Biodegradable-Glass-Fiber Reinforced Hydrogel Composite with Enhanced Mechanical Performance and Cell Proliferation for Potential Cartilage Repair

• Published in: International journal of molecular sciences Vol. 23; no. 15; p. 8717
• Main Authors: Zhu, Chenkai, Huang, Changyong, Zhang, Wuxiang, Ding, Xilun, Yang, Yang
• Format: Journal Article
• Language: English
• Published: Basel MDPI AG 01.08.2022; MDPI
• Subjects: Biocompatibility; Biodegradability; biodegradable glass fiber; Biological activity; Biomedical materials; Cartilage; Cartilage (articular); Cell growth; Cell proliferation; Chondrocytes; composites; Compressive strength; Cytotoxicity; degradation behavior; Fiber composites; Fibers; Glass fibers; Glass transition temperature; Hydrogels; Hydrogen bonding; Hydroxyapatite; Ion concentration; mechanical performance; Mechanical properties; Orthopedics; poly(vinyl alcohol) hydrogel; Polymers; Polyvinyl alcohol; Repair; Stability analysis; Structural analysis; Structural stability
• ISSN: 1422-0067; 1661-6596; 1422-0067
• DOI: 10.3390/ijms23158717

Polyvinyl alcohol (PVA) hydrogels are promising implants due to the similarity of their low-friction behavior to that of cartilage tissue, and also due to their non-cytotoxicity.
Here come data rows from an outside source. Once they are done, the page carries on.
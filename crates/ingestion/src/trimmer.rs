//! Trimming to whole local days.
//!
//! Discards the partial leading and trailing days of a regular hourly series so
//! that it starts at local hour 0 and ends at local hour 23, with every 24-hour
//! block in between lined up on local midnight.

use crate::timezone::LocalHourSource;
use airq_core::{HourlySeries, Timestamp, HOURS_PER_DAY};
use tracing::{debug, warn};

/// Trims hourly series to whole days in a fixed local timezone.
#[derive(Debug, Clone)]
pub struct TimeZoneBoundaryTrimmer<Z> {
    zone: Z,
}

impl<Z: LocalHourSource> TimeZoneBoundaryTrimmer<Z> {
    /// Create a trimmer for the given timezone.
    pub fn new(zone: Z) -> Self {
        Self { zone }
    }

    /// Compute the `[start, end)` index range covering whole local days.
    ///
    /// Every 24-hour block of the range starts at local hour 0 and ends at local
    /// hour 23. When a DST transition makes some local day 23 or 25 hours long,
    /// the series splits into several such runs; the longest is kept, the most
    /// recent one on ties. Returns `(0, 0)` when the series holds no complete
    /// local day.
    pub fn bounds(&self, instants: &[Timestamp]) -> (usize, usize) {
        let mut best = (0, 0);
        let mut runs = 0usize;
        let mut cursor = self.next_midnight(instants, 0);
        while let Some(start) = cursor {
            let end = start + self.aligned_days(instants, start) * HOURS_PER_DAY;
            if end > start {
                runs += 1;
                if end - start >= best.1 - best.0 {
                    best = (start, end);
                }
            }
            cursor = self.next_midnight(instants, end.max(start + 1));
        }

        if runs > 1 {
            warn!(
                runs,
                start = best.0,
                end = best.1,
                "local day length changes inside the series; keeping the longest aligned run"
            );
        }
        best
    }

    fn hour(&self, instant: Timestamp) -> usize {
        self.zone.local_hour(instant) as usize
    }

    /// First index at or after `from` that falls on local hour 0.
    fn next_midnight(&self, instants: &[Timestamp], from: usize) -> Option<usize> {
        (from..instants.len()).find(|&i| self.hour(instants[i]) == 0)
    }

    /// Consecutive whole local days starting at `start`.
    fn aligned_days(&self, instants: &[Timestamp], start: usize) -> usize {
        instants[start..]
            .chunks_exact(HOURS_PER_DAY)
            .take_while(|day| {
                self.hour(day[0]) == 0 && self.hour(day[HOURS_PER_DAY - 1]) == HOURS_PER_DAY - 1
            })
            .count()
    }

    /// Trim a series to whole local days. The input is left untouched.
    pub fn trim(&self, series: &HourlySeries) -> HourlySeries {
        let (start, end) = self.bounds(series.instants());
        debug!(
            len = series.len(),
            start,
            end,
            days = (end - start) / HOURS_PER_DAY,
            "trimmed series to whole local days"
        );
        if start == end {
            return HourlySeries::empty();
        }
        series.slice(start, end)
    }
}

/// Trim `series` to whole local days in `zone`.
pub fn trim_to_local_days<Z: LocalHourSource>(series: &HourlySeries, zone: Z) -> HourlySeries {
    TimeZoneBoundaryTrimmer::new(zone).trim(series)
}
However, their poor mechanical resistance and insufficient durability restricts their application in this area. With the development of biodegradable glass fibers (BGF), which show desirable mechanical performance and bioactivity for orthopedic engineering, we designed a novel PVA hydrogel composite reinforced with biodegradable glass fibers, intended for use in artificial cartilage repair with its excellent cytocompatibility and long-term mechanical stability. Using structure characterization and thermal properties analysis, we found hydrogen bonding occurred among PVA molecular networks as well as in the PVA–BGF interface, which explained the increase in crystallinity and glass transition temperature, and was the reason for the improved mechanical performance and better anti-fatigue behavior of the composites in comparison with PVA. The compressive strength and modulus for the PBGF-15 composite reached 3.05 and 3.97 MPa, respectively, equaling the mechanical properties of human articular cartilage. Moreover, the increase in BGF content was found to support the proliferation of chondrocytes in vitro, whilst the PVA hydrogel matrix was able to control the ion concentration by adjusting the ions released from the BGF. Therefore, this novel biodegradable-glass-fiber-reinforced hydrogel composite possesses excellent properties for cartilage repair with potential in medical application.